Serology enabled discovery of genetically diverse hepaciviruses in a new host

Genetic and biological characterization of new hepaciviruses infecting animals contributes to our understanding of the ultimate origins of hepatitis C virus (HCV) infections in humans and dramatically enhances our ability to study its pathogenesis using tractable animal models. Animal homologs of HCV include a recently discovered canine hepacivirus (CHV) and GBV-B, both viruses with largely undetermined natural host ranges. Here we used a versatile serology based approach to determine the natural host of the only known non-primate hepacivirus, CHV which is also the closest phylogenetic relative of HCV. Recombinant protein expressed from the helicase domain of CHV NS3 was used as antigen in LIPS assay to screen several non-primate animal species.

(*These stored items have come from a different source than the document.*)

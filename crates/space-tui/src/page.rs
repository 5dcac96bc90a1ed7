//! Page trait: the interface every routed screen implements.
//!
//! - Pages own their view state (query, list selection, messages).
//! - Pages read the ambient session (backdrop, favorites, sound) but never
//!   mutate it; they return `Vec<Action>` and the App applies them.
//! - The App builds a fresh page on every entry, so nothing carries over a
//!   reload or a back-navigation except what the session keeps.

use ratatui::crossterm::event::KeyEvent;
use ratatui::{layout::Rect, Frame};
use space_core::{AmbientSession, Route};

use crate::action::Action;

pub trait Page {
    fn route(&self) -> Route;

    /// Work to start once the page is shown (initial searches).
    fn on_enter(&mut self, _session: &AmbientSession) -> Vec<Action> {
        Vec::new()
    }

    /// Handle a key event. Global keys reach the page first only while it is
    /// editing text.
    fn handle_key(&mut self, key: KeyEvent, session: &AmbientSession) -> Vec<Action>;

    /// Receive an action after the App applied it.
    fn on_action(&mut self, _action: &Action, _session: &AmbientSession) -> Vec<Action> {
        Vec::new()
    }

    /// Called each tick (~100ms).
    fn tick(&mut self) {}

    fn draw(&mut self, frame: &mut Frame, area: Rect, session: &AmbientSession);

    /// Key hints for the status bar.
    fn keys(&self) -> &'static str;

    /// True while a text input owns the keyboard.
    fn is_editing(&self) -> bool {
        false
    }
}
//! SearchInput: wraps tui-input as the query bar on the Breath and Sound pages.

use ratatui::crossterm::event::{Event, KeyCode, KeyEvent};
use ratatui::{
    layout::Rect,
    style::Style,
    text::{Line, Span},
    widgets::Paragraph,
    Frame,
};
use tui_input::{backend::crossterm::EventHandler, Input};

use crate::theme::{C_FILTER_BG, C_FILTER_FG, C_MUTED};

#[derive(Debug, PartialEq)]
pub enum SearchAction {
    /// Enter pressed; carries the trimmed query (possibly empty).
    Submitted(String),
    Cancelled,
    Editing,
}

pub struct SearchInput {
    input: Input,
    active: bool,
    placeholder: String,
}

impl SearchInput {
    pub fn new(placeholder: impl Into<String>) -> Self {
        Self {
            input: Input::default(),
            active: false,
            placeholder: placeholder.into(),
        }
    }

    pub fn activate(&mut self) {
        self.active = true;
    }

    pub fn clear(&mut self) {
        self.input = Input::default();
    }

    pub fn is_active(&self) -> bool {
        self.active
    }

    /// Handle a key while active.
    ///
    /// Esc with text clears the text; Esc on an empty bar closes it.
    pub fn handle_key(&mut self, key: KeyEvent) -> SearchAction {
        match key.code {
            KeyCode::Esc => {
                if !self.input.value().is_empty() {
                    self.clear();
                    SearchAction::Editing
                } else {
                    self.active = false;
                    SearchAction::Cancelled
                }
            }
            KeyCode::Enter => {
                self.active = false;
                SearchAction::Submitted(self.input.value().trim().to_string())
            }
            _ => {
                self.input.handle_event(&Event::Key(key));
                SearchAction::Editing
            }
        }
    }

    pub fn draw(&self, frame: &mut Frame, area: Rect) {
        let width = area.width.saturating_sub(4) as usize;
        let scroll = self.input.visual_scroll(width);
        let value = self.input.value();
        let display = if value.is_empty() && !self.active {
            Span::styled(
                format!("/ {}", self.placeholder),
                Style::default().fg(C_MUTED),
            )
        } else {
            let visible: String = value.chars().skip(scroll).collect();
            Span::styled(format!("/ {}", visible), Style::default().fg(C_FILTER_FG))
        };

        let paragraph =
            Paragraph::new(Line::from(vec![display])).style(Style::default().bg(C_FILTER_BG));
        frame.render_widget(paragraph, area);

        if self.active && area.width > 0 {
            let cursor_x = area.x + 2 + (self.input.visual_cursor().saturating_sub(scroll)) as u16;
            frame.set_cursor_position((cursor_x.min(area.x + area.width - 1), area.y));
        }
    }
}

#[cfg(test)]
mod tests {
    use super::*;
    use ratatui::crossterm::event::KeyModifiers;

    fn key(code: KeyCode) -> KeyEvent {
        KeyEvent::new(code, KeyModifiers::NONE)
    }

    #[test]
    fn typing_then_enter_submits_trimmed_query() {
        let mut input = SearchInput::new("search");
        input.activate();
        for c in " river ".chars() {
            input.handle_key(key(KeyCode::Char(c)));
        }
        assert_eq!(
            input.handle_key(key(KeyCode::Enter)),
            SearchAction::Submitted("river".into())
        );
        assert!(!input.is_active());
    }

    #[test]
    fn escape_clears_then_closes() {
        let mut input = SearchInput::new("search");
        input.activate();
        input.handle_key(key(KeyCode::Char('x')));
        assert_eq!(input.handle_key(key(KeyCode::Esc)), SearchAction::Editing);
        assert_eq!(input.input.value(), "");
        assert_eq!(input.handle_key(key(KeyCode::Esc)), SearchAction::Cancelled);
        assert!(!input.is_active());
    }
}
//! Details: one image and the images similar to it.

use ratatui::crossterm::event::{KeyCode, KeyEvent};
use ratatui::{
    layout::{Constraint, Direction, Layout, Rect},
    style::{Modifier, Style},
    text::{Line, Span},
    widgets::{Paragraph, Wrap},
    Frame,
};
use space_core::model::FavoriteSet;
use space_core::{AmbientSession, MediaItem, NavigationPayload, Route};

use crate::action::Action;
use crate::page::Page;
use crate::pages::{image_row, is_press};
use crate::theme::{style_muted, style_secondary, C_ACCENT, C_FAVORITE, C_PRIMARY};
use crate::widgets::media_list::{truncate, MediaList};
use crate::widgets::pane_chrome::pane_chrome;

pub struct DetailsPage {
    image: Option<MediaItem>,
    /// The chosen image first, then the similar ones.
    list: MediaList,
    favorites: FavoriteSet,
}

impl DetailsPage {
    pub fn new(payload: Option<NavigationPayload>, session: &AmbientSession) -> Self {
        let mut list = MediaList::new();
        match payload {
            Some(NavigationPayload::ImageDetails {
                image,
                similar_images,
                favorites,
            }) => {
                let mut items = Vec::with_capacity(similar_images.len() + 1);
                items.push(image.clone());
                items.extend(similar_images.into_iter().filter(|s| s.id != image.id));
                list.set_items(items);
                Self {
                    image: Some(image),
                    list,
                    favorites,
                }
            }
            _ => Self {
                image: None,
                list,
                favorites: session.favorites(),
            },
        }
    }
}

/// Background URL for an item shown here: the large preview, which for the
/// chosen image is its original.
fn details_background(item: &MediaItem) -> String {
    item.preview("large")
        .unwrap_or_else(|| item.background_url())
        .to_string()
}

impl Page for DetailsPage {
    fn route(&self) -> Route {
        Route::Details
    }

    fn handle_key(&mut self, key: KeyEvent, _session: &AmbientSession) -> Vec<Action> {
        if !is_press(&key) {
            return vec![];
        }
        let selected = self.list.selected_item().cloned();
        match key.code {
            KeyCode::Up | KeyCode::Char('k') => {
                self.list.select_up(1);
                vec![]
            }
            KeyCode::Down | KeyCode::Char('j') => {
                self.list.select_down(1);
                vec![]
            }
            KeyCode::Char('f') => selected
                .map(|item| vec![Action::ToggleFavorite(item)])
                .unwrap_or_default(),
            KeyCode::Enter | KeyCode::Char('u') => selected
                .map(|item| {
                    vec![Action::Navigate(
                        Route::Breath,
                        Some(NavigationPayload::BackgroundChosen {
                            updated_background: Some(details_background(&item)),
                        }),
                    )]
                })
                .unwrap_or_default(),
            _ => vec![],
        }
    }

    fn on_action(&mut self, action: &Action, session: &AmbientSession) -> Vec<Action> {
        if let Action::FavoritesChanged = action {
            self.favorites = session.favorites();
        }
        vec![]
    }

    fn draw(&mut self, frame: &mut Frame, area: Rect, _session: &AmbientSession) {
        let Some(ref image) = self.image else {
            frame.render_widget(
                Paragraph::new(Line::from(Span::styled(
                    " Nothing to show. Go back and open an image.",
                    style_muted(),
                ))),
                area,
            );
            return;
        };

        let rows = Layout::default()
            .direction(Direction::Vertical)
            .constraints([Constraint::Length(4), Constraint::Min(3)])
            .split(area);

        let heart = if self.favorites.contains(&image.id) {
            Span::styled(" ♥", Style::default().fg(C_FAVORITE))
        } else {
            Span::raw("")
        };
        let header = vec![
            Line::from(vec![
                Span::styled(
                    format!(" {}", truncate(&image.alt_text, (rows[0].width as usize).saturating_sub(4))),
                    Style::default().fg(C_ACCENT).add_modifier(Modifier::BOLD),
                ),
                heart,
            ]),
            Line::from(Span::styled(
                format!(" {}", details_background(image)),
                style_secondary(),
            )),
            Line::from(Span::styled(
                format!(" {} similar images", self.list.len().saturating_sub(1)),
                Style::default().fg(C_PRIMARY),
            )),
        ];
        frame.render_widget(
            Paragraph::new(header).wrap(Wrap { trim: false }),
            rows[0],
        );

        let block = pane_chrome("Similar", None, true, None);
        let favorites = &self.favorites;
        let chosen_id = image.id.clone();
        let width = rows[1].width as usize;
        self.list.draw(frame, rows[1], block, true, |item| {
            let mut spans = image_row(item, favorites, width);
            if item.id == chosen_id {
                spans.push(Span::styled("  (this image)", style_muted()));
            }
            spans
        });
    }

    fn keys(&self) -> &'static str {
        " ↑↓ choose  Enter use as background  f fav"
    }
}

#[cfg(test)]
mod tests {
    use super::*;
    use crate::pages::testing::{code, image, key, session};

    fn payload() -> NavigationPayload {
        NavigationPayload::ImageDetails {
            image: image("1").with_original_as_large(),
            similar_images: vec![image("1"), image("2"), image("3")],
            favorites: FavoriteSet::from_items([image("2")]),
        }
    }

    #[test]
    fn chosen_image_leads_and_is_not_repeated() {
        let s = session();
        let page = DetailsPage::new(Some(payload()), &s);
        let ids: Vec<_> = page.list.items().iter().map(|i| i.id.as_str()).collect();
        assert_eq!(ids, vec!["1", "2", "3"]);
        assert!(page.favorites.contains("2"));
    }

    #[test]
    fn use_as_background_hands_original_to_breath() {
        let s = session();
        let mut page = DetailsPage::new(Some(payload()), &s);
        let actions = page.handle_key(code(KeyCode::Enter), &s);
        match actions.as_slice() {
            [Action::Navigate(
                Route::Breath,
                Some(NavigationPayload::BackgroundChosen { updated_background }),
            )] => assert_eq!(
                updated_background.as_deref(),
                Some("https://img.example/1/original.jpg")
            ),
            other => panic!("unexpected actions: {:?}", other),
        }
    }

    #[test]
    fn reload_without_payload_is_empty() {
        let s = session();
        let mut page = DetailsPage::new(None, &s);
        assert!(page.image.is_none());
        assert!(page.handle_key(key('f'), &s).is_empty());
    }

    #[test]
    fn favorites_follow_the_session_after_a_toggle() {
        let mut s = session();
        let mut page = DetailsPage::new(Some(payload()), &s);
        s.toggle_favorite(&image("3"));
        page.on_action(&Action::FavoritesChanged, &s);
        assert!(page.favorites.contains("3"));
        assert!(!page.favorites.contains("2"));
    }
}
//! App: the page-based event loop.
//!
//! Architecture:
//! - `App` owns the `AmbientSession` and the page currently shown.
//! - A `tokio::mpsc` channel carries `AppMessage` events in from background
//!   tasks (terminal input, catalog requests, playback acknowledgements).
//! - The event loop draws each frame, then awaits the next message or tick.
//! - Pages return `Vec<Action>`; App applies each Action, then forwards it to
//!   the page.
//! - Catalog results carry the page-entry generation they were requested in;
//!   results for a page that was left are dropped.

use std::collections::VecDeque;
use std::io;
use std::time::Duration;

use ratatui::crossterm::{
    event::{self, Event, KeyCode, KeyEvent, KeyEventKind, KeyModifiers},
    execute,
    terminal::{disable_raw_mode, enable_raw_mode, EnterAlternateScreen, LeaveAlternateScreen},
};
use ratatui::{
    backend::CrosstermBackend,
    layout::{Constraint, Direction, Layout},
    style::Style,
    widgets::Block,
    Frame, Terminal,
};
use tokio::sync::mpsc;
use tracing::{debug, error, info, warn};

use space_core::catalog::CatalogClient;
use space_core::config::SearchConfig;
use space_core::model::FavoriteState;
use space_core::playback::{PendingStart, PlaybackTicket, SoundToggle};
use space_core::{
    AmbientSession, Backdrop, CatalogError, MediaItem, NavigationPayload, PlaybackError, Route,
};

use crate::action::Action;
use crate::page::Page;
use crate::pages::{self, home::HomePage};
use crate::theme::{C_BG, C_BG_IMAGE};
use crate::widgets::{
    help_overlay::HelpOverlay,
    status_bar,
    toast::{Severity, ToastManager},
};

/// Upper bound on follow-up actions applied for one input.
const MAX_CHAIN: usize = 32;

/// Messages delivered to the event loop.
#[derive(Debug)]
pub enum AppMessage {
    Event(Event),
    ImagesLoaded {
        generation: u64,
        result: Result<Vec<MediaItem>, CatalogError>,
    },
    SoundsLoaded {
        generation: u64,
        result: Result<Vec<MediaItem>, CatalogError>,
    },
    SimilarLoaded {
        generation: u64,
        item: MediaItem,
        result: Result<Vec<MediaItem>, CatalogError>,
    },
    PlaybackSettled(PlaybackTicket, Result<(), PlaybackError>),
}

pub struct App {
    session: AmbientSession,
    catalog: CatalogClient,
    search: SearchConfig,
    page: Box<dyn Page>,
    /// Incremented on every page entry.
    generation: u64,
    tx: mpsc::Sender<AppMessage>,
    toast: ToastManager,
    help: HelpOverlay,
    should_quit: bool,
}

Samples of 36 from 103 horses were immunoreactive and viral genomic RNA was present in 8 of the 36 seropositive animals and none of the seronegatives. Complete genome sequences of these 8 genetically diverse non-primate hepaciviruses (NPHV) showed 14% (range 6.4% - 17.2%) nucleotide sequence divergence, with most changes occurring at synonymous sites. RNA secondary structure prediction of the 383 base 5' untranslated region of NPHV was refined and extended through mapping of polymorphic sites to unpaired regions or (semi-)covariant pairings. Similar approaches were adopted to delineate extensive RNA secondary structures in the coding region of the genome, predicted to form 27 regularly spaced thermodynamically stable stem-loops. Together, these findings suggest a promising new non-primate animal model and provide a database that will aid creation of functional NPHV cDNA clones and other novel tools for hepacivirus studies.